Um garoto havia acabado de ter sua primeira
aula sobre Revolução Francesa, e parecia ter se encontrado nas palavras
apaixonadas de seu professor. Descrevendo a queda da monarquia, a massa de
miseráveis avançando contra a Bastilha, a luta por uma nova França, uma França
que dividisse as terras e que a população tivesse o que comer e a possibilidade
de uma vida melhor. As pessoas unidas cantando a Marselhesa. O menino estava
encantado com tudo aquilo, e por isso olhava já fazia uns bons cinco minutos, fixamente,
para o formigueiro que havia em seu jardim.
Ele sabia como funcionava um
formigueiro, tinha aprendido na aula de ciências, mas com a aula de hoje em
História tudo na estrutura do formigueiro parecia muito mais clara e ele
entendia a lógica diabólica daquele sistema... A formiga rainha era uma governante
absolutista que punha seu povo para trabalhar incansavelmente, sob o sol inclemente
e por horas a fio as formigas operárias,o povo, eram explorados até a exaustão.

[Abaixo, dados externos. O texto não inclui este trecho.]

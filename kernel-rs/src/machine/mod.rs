//! The simulated machine.
//!
//! The instruction interpreter itself is not part of the kernel core; the
//! kernel sees the machine through a narrow surface: a register file, a
//! byte-addressed physical memory, a software-loaded TLB consulted on every
//! user-mode access, and the raw disk and console devices. `Machine::run`
//! stands in for the interpreter: it dispatches to a guest program body
//! installed under the executing thread's name, which is how test fixtures
//! run "user code" without compiled binaries.
//!
//! Memory accesses translate through the TLB one at a time and surface
//! faults to the caller; the kernel services the fault and retries.

use std::sync::atomic::{AtomicBool, AtomicUsize, Ordering};
use std::sync::Arc;

use bitflags::bitflags;

use crate::{
    param::{
        BAD_VADDR_REG, DEFAULT_NUM_PHYS_PAGES, NUM_TOTAL_REGS, PAGE_SIZE, TLB_SIZE,
    },
    proc::KernelCtx,
    synch::Spinlock,
};

pub mod console;
pub mod disk;

pub use self::console::Console;
pub use self::disk::Disk;

bitflags! {
    /// Per-page state bits shared by the TLB and the page tables.
    pub struct PteFlags: u8 {
        const VALID = 1 << 0;
        const USED = 1 << 1;
        const DIRTY = 1 << 2;
        const READ_ONLY = 1 << 3;
    }
}

/// Where a virtual page currently lives.
#[derive(Debug, Clone, Copy, PartialEq, Eq)]
pub enum PhysPage {
    /// Never loaded.
    NotAssigned,
    /// Evicted to the owning process's swap file.
    InSwap,
    /// Resident in this physical frame.
    Frame(u32),
}

impl PhysPage {
    pub fn frame(self) -> Option<u32> {
        match self {
            PhysPage::Frame(f) => Some(f),
            _ => None,
        }
    }
}

/// One translation: a virtual page, its location, and its state bits.
#[derive(Debug, Clone, Copy)]
pub struct TranslationEntry {
    pub vpn: u32,
    pub page: PhysPage,
    pub flags: PteFlags,
}

impl TranslationEntry {
    pub const fn invalid() -> Self {
        Self {
            vpn: 0,
            page: PhysPage::NotAssigned,
            flags: PteFlags::empty(),
        }
    }

    pub fn is_valid(&self) -> bool {
        self.flags.contains(PteFlags::VALID)
    }

    pub fn is_dirty(&self) -> bool {
        self.flags.contains(PteFlags::DIRTY)
    }
}

/// What pulled control out of user mode.
#[derive(Debug, Clone, Copy, PartialEq, Eq)]
pub enum Exception {
    /// The program asked for a kernel service.
    Syscall,
    /// No valid translation for this virtual address.
    PageFault(u32),
    /// Write to a read-only page.
    ReadOnly(u32),
    /// Access that the machine cannot make at all.
    AddressError(u32),
}

/// Machine geometry, fixed at boot.
#[derive(Debug, Clone, Copy)]
pub struct MachineParams {
    pub num_phys_pages: usize,
    /// Format the disk before the file system opens it.
    pub format: bool,
}

impl Default for MachineParams {
    fn default() -> Self {
        Self {
            num_phys_pages: DEFAULT_NUM_PHYS_PAGES,
            format: true,
        }
    }
}

type GuestFn = Arc<dyn Fn(&KernelCtx<'_>) + Send + Sync>;

pub struct Machine {
    num_phys_pages: usize,
    memory: Spinlock<Vec<u8>>,
    registers: Spinlock<[u32; NUM_TOTAL_REGS]>,
    tlb: Spinlock<[TranslationEntry; TLB_SIZE]>,
    /// Round-robin cursor for TLB slot replacement.
    tlb_victim: AtomicUsize,
    halted: AtomicBool,
    /// Guest program bodies, keyed by executable path. Stands in for the
    /// external instruction interpreter.
    programs: Spinlock<Vec<(String, GuestFn)>>,
}

impl Machine {
    pub fn new(params: &MachineParams) -> Self {
        Self {
            num_phys_pages: params.num_phys_pages,
            memory: Spinlock::new("machine memory", vec![0; params.num_phys_pages * PAGE_SIZE]),
            registers: Spinlock::new("machine registers", [0; NUM_TOTAL_REGS]),
            tlb: Spinlock::new("machine tlb", [TranslationEntry::invalid(); TLB_SIZE]),
            tlb_victim: AtomicUsize::new(0),
            halted: AtomicBool::new(false),
            programs: Spinlock::new("guest programs", Vec::new()),
        }
    }

    pub fn num_phys_pages(&self) -> usize {
        self.num_phys_pages
    }

    pub fn read_register(&self, reg: usize) -> u32 {
        self.registers.lock()[reg]
    }

    pub fn write_register(&self, reg: usize, value: u32) {
        self.registers.lock()[reg] = value;
    }

    pub fn save_registers(&self, out: &mut [u32; NUM_TOTAL_REGS]) {
        *out = *self.registers.lock();
    }

    pub fn restore_registers(&self, saved: &[u32; NUM_TOTAL_REGS]) {
        *self.registers.lock() = *saved;
    }

    pub fn tlb_entry(&self, slot: usize) -> TranslationEntry {
        self.tlb.lock()[slot]
    }

    pub fn set_tlb_entry(&self, slot: usize, entry: TranslationEntry) {
        self.tlb.lock()[slot] = entry;
    }

    pub fn invalidate_tlb(&self) {
        let mut tlb = self.tlb.lock();
        for entry in tlb.iter_mut() {
            *entry = TranslationEntry::invalid();
        }
    }

    /// Advance the round-robin victim cursor and return the chosen slot.
    pub fn next_tlb_victim(&self) -> usize {
        self.tlb_victim.fetch_add(1, Ordering::Relaxed) % TLB_SIZE
    }

    /// Translate a virtual address through the TLB, updating the entry's
    /// use and dirty bits. A miss sets the bad-address register and reports
    /// a page fault for the kernel to service.
    pub fn translate(&self, vaddr: u32, writing: bool) -> Result<usize, Exception> {
        let vpn = vaddr / PAGE_SIZE as u32;
        let offset = vaddr as usize % PAGE_SIZE;
        let mut tlb = self.tlb.lock();
        for entry in tlb.iter_mut() {
            if entry.is_valid() && entry.vpn == vpn {
                if writing && entry.flags.contains(PteFlags::READ_ONLY) {
                    drop(tlb);
                    self.write_register(BAD_VADDR_REG, vaddr);
                    return Err(Exception::ReadOnly(vaddr));
                }
                let frame = match entry.page.frame() {
                    Some(f) => f,
                    None => panic!("translate: valid entry without a frame"),
                };
                entry.flags.insert(PteFlags::USED);
                if writing {
                    entry.flags.insert(PteFlags::DIRTY);
                }
                let paddr = frame as usize * PAGE_SIZE + offset;
                assert!(
                    paddr < self.num_phys_pages * PAGE_SIZE,
                    "translate: frame {} out of range",
                    frame
                );
                return Ok(paddr);
            }
        }
        drop(tlb);
        self.write_register(BAD_VADDR_REG, vaddr);
        Err(Exception::PageFault(vaddr))
    }

    /// Read `size` bytes (1, 2 or 4) at a user virtual address.
    pub fn read_mem(&self, vaddr: u32, size: usize) -> Result<u32, Exception> {
        if size != 1 && size != 2 && size != 4 {
            panic!("read_mem: bad size {}", size);
        }
        if vaddr as usize % size != 0 {
            self.write_register(BAD_VADDR_REG, vaddr);
            return Err(Exception::AddressError(vaddr));
        }
        let paddr = self.translate(vaddr, false)?;
        let memory = self.memory.lock();
        let mut value: u32 = 0;
        for i in (0..size).rev() {
            value = (value << 8) | u32::from(memory[paddr + i]);
        }
        Ok(value)
    }

    /// Write `size` bytes (1, 2 or 4) at a user virtual address.
    pub fn write_mem(&self, vaddr: u32, size: usize, value: u32) -> Result<(), Exception> {
        if size != 1 && size != 2 && size != 4 {
            panic!("write_mem: bad size {}", size);
        }
        if vaddr as usize % size != 0 {
            self.write_register(BAD_VADDR_REG, vaddr);
            return Err(Exception::AddressError(vaddr));
        }
        let paddr = self.translate(vaddr, true)?;
        let mut memory = self.memory.lock();
        for i in 0..size {
            memory[paddr + i] = (value >> (8 * i)) as u8;
        }
        Ok(())
    }

    /// Copy one physical frame out of main memory.
    pub fn read_frame(&self, frame: u32, out: &mut [u8; PAGE_SIZE]) {
        let base = frame as usize * PAGE_SIZE;
        let memory = self.memory.lock();
        out.copy_from_slice(&memory[base..base + PAGE_SIZE]);
    }

    /// Copy a buffer into one physical frame.
    pub fn write_frame(&self, frame: u32, data: &[u8]) {
        assert!(data.len() <= PAGE_SIZE, "write_frame: oversized buffer");
        let base = frame as usize * PAGE_SIZE;
        let mut memory = self.memory.lock();
        memory[base..base + PAGE_SIZE].fill(0);
        memory[base..base + data.len()].copy_from_slice(data);
    }

    pub fn zero_frame(&self, frame: u32) {
        let base = frame as usize * PAGE_SIZE;
        let mut memory = self.memory.lock();
        memory[base..base + PAGE_SIZE].fill(0);
    }

    pub fn halt(&self) {
        self.halted.store(true, Ordering::SeqCst);
    }

    pub fn halted(&self) -> bool {
        self.halted.load(Ordering::SeqCst)
    }

    /// Install a guest program body under an executable path.
    pub fn install_program<F>(&self, path: &str, body: F)
    where
        F: Fn(&KernelCtx<'_>) + Send + Sync + 'static,
    {
        self.programs
            .lock()
            .push((path.to_string(), Arc::new(body)));
    }

    /// Enter "user mode": run the program installed for the current thread.
    /// Returns when the program body does, or immediately when none is
    /// installed.
    pub fn run(&self, ctx: &KernelCtx<'_>) {
        let body = {
            let programs = self.programs.lock();
            programs
                .iter()
                .find(|(name, _)| name.as_str() == ctx.thread().name())
                .map(|(_, body)| Arc::clone(body))
        };
        if let Some(body) = body {
            body(ctx);
        }
    }
}

#[cfg(test)]
mod tests {
    use super::*;

    fn machine() -> Machine {
        Machine::new(&MachineParams {
            num_phys_pages: 4,
            format: false,
        })
    }

    fn mapped(vpn: u32, frame: u32) -> TranslationEntry {
        TranslationEntry {
            vpn,
            page: PhysPage::Frame(frame),
            flags: PteFlags::VALID,
        }
    }

    #[test]
    fn tlb_miss_reports_the_faulting_address() {
        let m = machine();
        assert_eq!(m.read_mem(0x84, 1), Err(Exception::PageFault(0x84)));
        assert_eq!(m.read_register(BAD_VADDR_REG), 0x84);
    }

    #[test]
    fn mapped_bytes_round_trip_and_set_dirty() {
        let m = machine();
        m.set_tlb_entry(0, mapped(1, 2));
        let vaddr = PAGE_SIZE as u32 + 5;
        m.write_mem(vaddr, 1, 0x7f).unwrap();
        assert_eq!(m.read_mem(vaddr, 1), Ok(0x7f));
        assert!(m.tlb_entry(0).is_dirty());
        assert!(m.tlb_entry(0).flags.contains(PteFlags::USED));
    }

    #[test]
    fn word_accesses_are_little_endian() {
        let m = machine();
        m.set_tlb_entry(0, mapped(0, 0));
        m.write_mem(8, 4, 0x1122_3344).unwrap();
        assert_eq!(m.read_mem(8, 1), Ok(0x44));
        assert_eq!(m.read_mem(9, 1), Ok(0x33));
        assert_eq!(m.read_mem(8, 4), Ok(0x1122_3344));
    }

    #[test]
    fn unaligned_word_access_is_an_address_error() {
        let m = machine();
        m.set_tlb_entry(0, mapped(0, 0));
        assert_eq!(m.read_mem(2, 4), Err(Exception::AddressError(2)));
    }

    #[test]
    fn read_only_pages_reject_writes() {
        let m = machine();
        let mut entry = mapped(0, 0);
        entry.flags.insert(PteFlags::READ_ONLY);
        m.set_tlb_entry(0, entry);
        assert_eq!(m.read_mem(0, 1), Ok(0));
        assert_eq!(m.write_mem(0, 1, 1), Err(Exception::ReadOnly(0)));
    }

    #[test]
    fn tlb_victims_rotate_round_robin() {
        let m = machine();
        let picks: Vec<usize> = (0..5).map(|_| m.next_tlb_victim()).collect();
        assert_eq!(picks, vec![0, 1, 2, 3, 0]);
    }
}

Ele tinha que fazer algo, não deixaria que aquele regime monárquico e opressor
continuasse!
Primeiro ele pensou em sequestrar a Rainha, e
que ao fazer isso as formigas se dariam conta da ausência de liberdade e
instalariam um governo popular, no entanto como a capturaria? Pelo que sabia a
monarca ficava no fundo do formigueiro, muito bem protegida, achou melhor não, era
inviável demais. Concluiu que seria melhor barrar o trabalho dos insetos, pôs
gravetos e pedras no caminho que elas percorriam, e até tirou as folhas que
carregavam de suas pequenas costas suadas. Queria fazer com que parassem com
aquela labuta fatigante, talvez isso gerasse uma discussão, uma manifestação para
desestabilizar o poder regente, mas não, elas não aderiram, passaram por cima
da pedra que lhes obstruía o caminho e uma delas chegou a picá-lo.
A tarde já ia chegando ao fim quando uma
brilhante idéia lhe ocorreu. Correu até a cozinha e voltou pouco depois. Olhou
para aquela fila de criaturas carregando seu pesado alimento trazido de cantos
longínquos do quintal; ele abaixou-se e de forma divina estendeu a mão deixando
cair o que carregava, uma chuva branca e doce desceu sobre os pequenos trabalhadores.
- Vocês não precisam mais trabalhar
tanto, eu lhes trarei açúcar todos os dias, podem montar um governo democrático
e republicano agora e...
As formigas formaram um círculo a sua volta, ergueram
suas antenas na direção do menino, as mandíbulas imóveis, ele viu-se cercado e
ficou apreensivo. Elas se ajoelharam (dobraram sua articulações móveis) no que
parecia uma reverência e disseram em uníssono:
-Nosso senhor, nosso rei,vida longa
ao mestre da fartura!!!
-Ah...
Um sorriso nasceu em sua face ao
mesmo tempo em que sumiu todas suas idéias libertárias. Um sentimento o invadiu
e o tomou por completo quando declamou alto e inflamado:
- Certo então, eu as governarei, serei
seu imperador, levarei vocês ao ápice, seremos o melhor formigueiro, o mais unido,
o mais forte, entretanto minha filhas, teremos que fazer alguns sacrifícios e
esforços e – com o dedo em riste e o peito estufado - e desde já deixo claro
que não vou tolerar objeções, insubordinação ou reclamações!
O governo daquele menino sobre as formigas
seria marcado não só pela fartura do açúcar, mas por seus por seus meios de
intimidação com aquele povo artrópode: o “polegar” para esmagar, e o que daria
o nome ao seu período de governo, o ”Reinado Do Álcool e Fósforo”!